Joan Rivers
I’m in the middle of writing when someone in the hallway screams. My doorbell rings three times. Each tone overlaps with the one before. Usually, my neighbor only rings twice. I leap out of my chair, run to the door, and swing it open with full force. As I expect, my eighty-two-year-old next-door neighbor is standing there. Leaning on her good leg. Pressing her phone against her ear. Waving her free hand in sheer panic. “Jake!” Bonnie cries.
“What’s wrong!?”
She sticks her finger up at my face and mouths the words ‘hold on’ with her lips. Then she brings her phone to her face like it’s a walkie-talkie. “It’s okay!” Bonnie says to the phone. “Please relax! My neighbor can help us.”
I get a little nervous. So I focus every bit of concentration I have left on every word Bonnie is about to say. She holds her phone against her chest and takes a sharp breath.
“What was the name of that comedian?” she says. “The one who died. Recently.” She snaps her fingers a few times. “Female. Blonde. Big! Died on the table. During throat surgery, of course. Her name’s on the tip of my tongue!”
First off, I have no idea how throat surgery is an obvious cause of death. Second, Bonnie could give me all the clues in the world, and I still would never know who she’s talking about. We’re two generations apart. Our versions of celebrity guessing games don’t exactly share the same answers. But still, I owe her a guess — even if it’s uneducated. The only clues I remember are ‘blonde’ and ‘big’.
“Amy Schumer?” I shrug my shoulders. Knowing Amy Schumer is very much alive.
“Amy Shoooster?” she repeats. “Nooo, come on!” She flicks her wrist. Swatting away my uneducated guess like it’s a mosquito. I scratch my head and go over her clues again.
“Um...I don’t know.”
“Really!?” Bonnie threw her arms in the air. “Come on! She was a comedian! The BIGGEST, most FAMOUS of them all! You’re telling me you don’t know!?”
Normally, I’m pretty patient with Bonnie. She rings my doorbell all the time to ask me for help with things. Like texting photos. Sending emails. Resetting passwords. Getting a second opinion on her new cut and color. Now, don’t get me wrong. I’m happy to help her with all of those things. But this was different. This time, I thought Bonnie was in life-threatening danger. Instead, she was having a brain fart.

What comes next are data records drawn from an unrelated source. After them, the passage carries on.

//! Collaborator traits
//!
//! The controller never talks to a platform directly. The host application
//! supplies a [`Host`], the background task is a [`Worker`], and events go
//! to a single [`Listener`].

use crate::connection::ServiceConnection;
use crate::error::Result;
use crate::events::Notification;
use crate::options::Settings;

/// Task posted to the host's UI thread
pub type MainTask = Box<dyn FnOnce() + Send + 'static>;

/// The host's UI/main execution context
pub trait MainThread: Send + Sync {
    /// Queue `task` to run on the main thread. Must not block on the task.
    fn run_on_main_thread(&self, task: MainTask) -> Result<()>;
}

/// The surrounding application runtime
pub trait Host: MainThread {
    /// Clear any always-on-screen display flags (keyguard, screen-on)
    fn clear_host_chrome(&self) -> Result<()>;

    /// Kill the process. Called after the app has been destroyed.
    fn terminate_process(&self);
}

/// A long-running background task
pub trait Worker: Send + Sync {
    /// Reference to the running task, delivered through the connection
    type Handle: Send + 'static;

    /// Bind and start the task. The handle may arrive later, on any thread,
    /// through `connection`.
    fn bind(&self, settings: &Settings, connection: ServiceConnection<Self::Handle>)
        -> Result<()>;

    /// Push new settings to the running task
    fn update_config(&self, handle: &Self::Handle, settings: &Settings) -> Result<()>;

    /// Unbind and stop the task. `handle` is `None` when the platform never
    /// connected.
    fn unbind(&self, handle: Option<Self::Handle>) -> Result<()>;
}

/// Recipient of lifecycle events
pub trait Listener: Send + Sync {
    fn notify(&self, notification: &Notification);
}
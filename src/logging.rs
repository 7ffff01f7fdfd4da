//! Logging configuration
//!
//! Uses log4rs with appenders:
//! 1. ConsoleAppender - stdout output
//! 2. RollingFileAppender - log files with rotation (desktop only, when a
//!    log directory is given)

use log::LevelFilter;
use log4rs::append::console::ConsoleAppender;
#[cfg(not(target_os = "android"))]
use log4rs::append::rolling_file::policy::compound::roll::fixed_window::FixedWindowRoller;
#[cfg(not(target_os = "android"))]
use log4rs::append::rolling_file::policy::compound::trigger::size::SizeTrigger;
#[cfg(not(target_os = "android"))]
use log4rs::append::rolling_file::policy::compound::CompoundPolicy;
#[cfg(not(target_os = "android"))]
use log4rs::append::rolling_file::RollingFileAppender;
use log4rs::config::{Appender, Config, Root};
use log4rs::encode::pattern::PatternEncoder;
use std::path::PathBuf;

/// Max size of one log file before it is rolled
pub const LOG_FILE_SIZE: u64 = 10 * 1024 * 1024;

/// Number of rolled files kept
pub const LOG_FILE_COUNT: u32 = 5;

const CONSOLE_PATTERN: &str = "{d(%H:%M:%S)} [{l}] {t} - {m}{n}";

/// Build the log4rs config
///
/// # Log File Configuration (desktop only)
/// - File: `{log_dir}/background-mode.1.log`
/// - Max size: 10 MB per file
/// - Max count: 5 files (rotation)
/// - Pattern: `{timestamp} [{level}] {target} - {message}`
pub fn build_config(log_dir: Option<PathBuf>, level: LevelFilter) -> anyhow::Result<Config> {
    let console = ConsoleAppender::builder()
        .encoder(Box::new(PatternEncoder::new(CONSOLE_PATTERN)))
        .build();

    let mut builder =
        Config::builder().appender(Appender::builder().build("console", Box::new(console)));
    let mut root = Root::builder().appender("console");

    #[cfg(target_os = "android")]
    let _ = log_dir;

    #[cfg(not(target_os = "android"))]
    {
        if let Some(log_dir) = log_dir {
            std::fs::create_dir_all(&log_dir)?;

            let log_file = log_dir.join("background-mode.1.log");
            let log_pattern = log_dir.join("background-mode.{}.log");
            let log_pattern = log_pattern
                .to_str()
                .ok_or_else(|| anyhow::anyhow!("log directory is not valid UTF-8"))?;

            let roller = FixedWindowRoller::builder()
                .base(1)
                .build(log_pattern, LOG_FILE_COUNT)?;
            let trigger = SizeTrigger::new(LOG_FILE_SIZE);
            let policy = CompoundPolicy::new(Box::new(trigger), Box::new(roller));

            let logfile = RollingFileAppender::builder()
                .encoder(Box::new(PatternEncoder::new(
                    "{d(%Y-%m-%d %H:%M:%S)} [{l}] {t} - {m}{n}",
                )))
                .build(log_file, Box::new(policy))?;

            builder = builder.appender(Appender::builder().build("logfile", Box::new(logfile)));
            root = root.appender("logfile");
        }
    }

    Ok(builder.build(root.build(level))?)
}

/// Initialize log4rs with a console appender and, on desktop, a rolling
/// file appender under `log_dir`
pub fn init_logger(log_dir: Option<PathBuf>, level: LevelFilter) -> anyhow::Result<log4rs::Handle> {
    let config = build_config(log_dir, level)?;
    Ok(log4rs::init_config(config)?)
}
//! Worker connection callbacks
//!
//! The platform binds the worker asynchronously and reports back on its own
//! thread. The handle lives in a mutex-guarded slot; that slot is the only
//! state those callbacks touch.

use crate::events::{Event, EventBus};
use std::sync::{Arc, Mutex, MutexGuard, PoisonError};

/// Shared slot holding the connected worker handle
pub struct WorkerSlot<H>(Arc<Mutex<Option<H>>>);

impl<H> Clone for WorkerSlot<H> {
    fn clone(&self) -> Self {
        Self(self.0.clone())
    }
}

impl<H> Default for WorkerSlot<H> {
    fn default() -> Self {
        Self(Arc::new(Mutex::new(None)))
    }
}

impl<H> WorkerSlot<H> {
    /// Lock the slot. A panic inside `with` poisons the mutex; the slot
    /// contents stay valid, so the guard is recovered.
    fn lock(&self) -> MutexGuard<'_, Option<H>> {
        self.0.lock().unwrap_or_else(PoisonError::into_inner)
    }

    pub fn is_connected(&self) -> bool {
        self.lock().is_some()
    }

    /// Run `f` against the handle if one is connected
    pub fn with<T>(&self, f: impl FnOnce(&H) -> T) -> Option<T> {
        self.lock().as_ref().map(f)
    }

    pub(crate) fn store(&self, handle: H) {
        *self.lock() = Some(handle);
    }

    pub(crate) fn take(&self) -> Option<H> {
        self.lock().take()
    }
}

/// Callbacks handed to [`Worker::bind`](crate::host::Worker::bind)
pub struct ServiceConnection<H> {
    slot: WorkerSlot<H>,
    events: EventBus,
}

impl<H> Clone for ServiceConnection<H> {
    fn clone(&self) -> Self {
        Self {
            slot: self.slot.clone(),
            events: self.events.clone(),
        }
    }
}

impl<H: Send + 'static> ServiceConnection<H> {
    pub(crate) fn new(slot: WorkerSlot<H>, events: EventBus) -> Self {
        Self { slot, events }
    }

    /// The worker is up; keep its handle
    pub fn connected(&self, handle: H) {
        self.slot.store(handle);
        log::info!("Background worker connected");
    }

    /// The platform could not hand over the worker
    pub fn connect_failed(&self, error: impl std::fmt::Display) {
        log::warn!("Background worker connection failed: {}", error);
        self.events.fire(Event::failure("onServiceConnected", error));
    }

    /// The worker went away without being unbound
    pub fn disconnected(&self) {
        log::warn!("Background worker disconnected unexpectedly");
        self.slot.take();
        self.events
            .fire(Event::Failure("Service disconnected unexpectedly".to_string()));
    }
}

#[cfg(test)]
mod tests {
    use super::*;
    use crate::test_support::{InlineMainThread, RecordingListener};
    use std::thread;

    fn bus_with_listener() -> (EventBus, Arc<RecordingListener>) {
        let bus = EventBus::new(Arc::new(InlineMainThread));
        let listener = Arc::new(RecordingListener::default());
        bus.set_listener(listener.clone());
        (bus, listener)
    }

    #[test]
    fn test_connected_from_other_thread() {
        let (bus, listener) = bus_with_listener();
        let slot = WorkerSlot::<u32>::default();
        let connection = ServiceConnection::new(slot.clone(), bus);

        thread::spawn(move || connection.connected(7))
            .join()
            .unwrap();

        assert!(slot.is_connected());
        assert_eq!(slot.with(|h| *h), Some(7));
        assert!(listener.events().is_empty());
    }

    #[test]
    fn test_connect_failed_fires_failure() {
        let (bus, listener) = bus_with_listener();
        let connection = ServiceConnection::new(WorkerSlot::<u32>::default(), bus);

        connection.connect_failed("bad binder");

        assert_eq!(
            listener.events(),
            vec![Event::Failure("onServiceConnected error: bad binder".to_string())]
        );
    }

    #[test]
    fn test_slot_usable_after_panic_inside_with() {
        let slot = WorkerSlot::<u32>::default();
        slot.store(3);

        let result = std::panic::catch_unwind(std::panic::AssertUnwindSafe(|| {
            slot.with::<()>(|_| panic!("update failed hard"));
        }));
        assert!(result.is_err());

        assert!(slot.is_connected());
        assert_eq!(slot.take(), Some(3));
        slot.store(4);
        assert_eq!(slot.with(|h| *h), Some(4));
    }

    #[test]
    fn test_disconnected_clears_slot() {
        let (bus, listener) = bus_with_listener();
        let slot = WorkerSlot::<u32>::default();
        let connection = ServiceConnection::new(slot.clone(), bus);

        connection.connected(1);
        connection.disconnected();

        assert!(!slot.is_connected());
        assert_eq!(
            listener.events(),
            vec![Event::Failure("Service disconnected unexpectedly".to_string())]
        );
    }
}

“Come on!” says Bonnie. “This JUST happened!”
One more time, I comb through the clues in my mind. Coming up empty. “Sorry, Bonnie. I don’t know.”
She lets out a deep sigh and says, “Well, thanks anyway.” Bonnie closes her door, but before it shuts all the way, she shouts into her phone. “He had no idea! You believe that!?” I close my door and go back to my desk. Laughing quietly to myself.
“Is she talking about Betty White!?” my roommate says from behind the bathroom door. Eavesdropping from the toilet.
“Don’t think so,” I say. “Betty White died of old age…I think…not throat surgery.”
“True.”
I sit back at my desk and go to Google. I search “Comedian. Blonde. Female. Died. Throat surgery.” Right away, seven-hundred-twenty-three-million search results pop up. Every link says the same thing. Making me feel like an idiot. Because now I know Bonnie is talking about Joan Rivers. And I can’t believe I didn’t remember Joan Rivers died that way. But, then again, Bonnie said that it JUST happened. Meaning 2014. I’m not sure when you’re reading this story right now, but it takes place in 2022.
My doorbell rings another three times.
“You are going to KICK yourself!” Bonnie says with a smile stretched from ear to ear.
“Uh oh,” I say. “Who is it?”
“Joan. Rivers!” Bonnie raises her eyebrows. Waiting for me to kick myself.
“Wow.” I slap my forehead lightly. “I should have known.”
“Yes. You. Should. Have!” Bonnie wags her finger at me like I’m a puppy that peed on her rug. “You believe that!? One minute you’re just getting a little work done. The next, you’re dead. Boom! Just like that.” Bonnie stops herself. Her intense eye contact softens and her focus floats away to an entirely different thought. A thought that, by the look of her expressionless face, she wants to put into the universe, but second guesses. “Anyway,” Bonnie says. Coming back to Earth. Smiling at me. “I just thought you should know that.”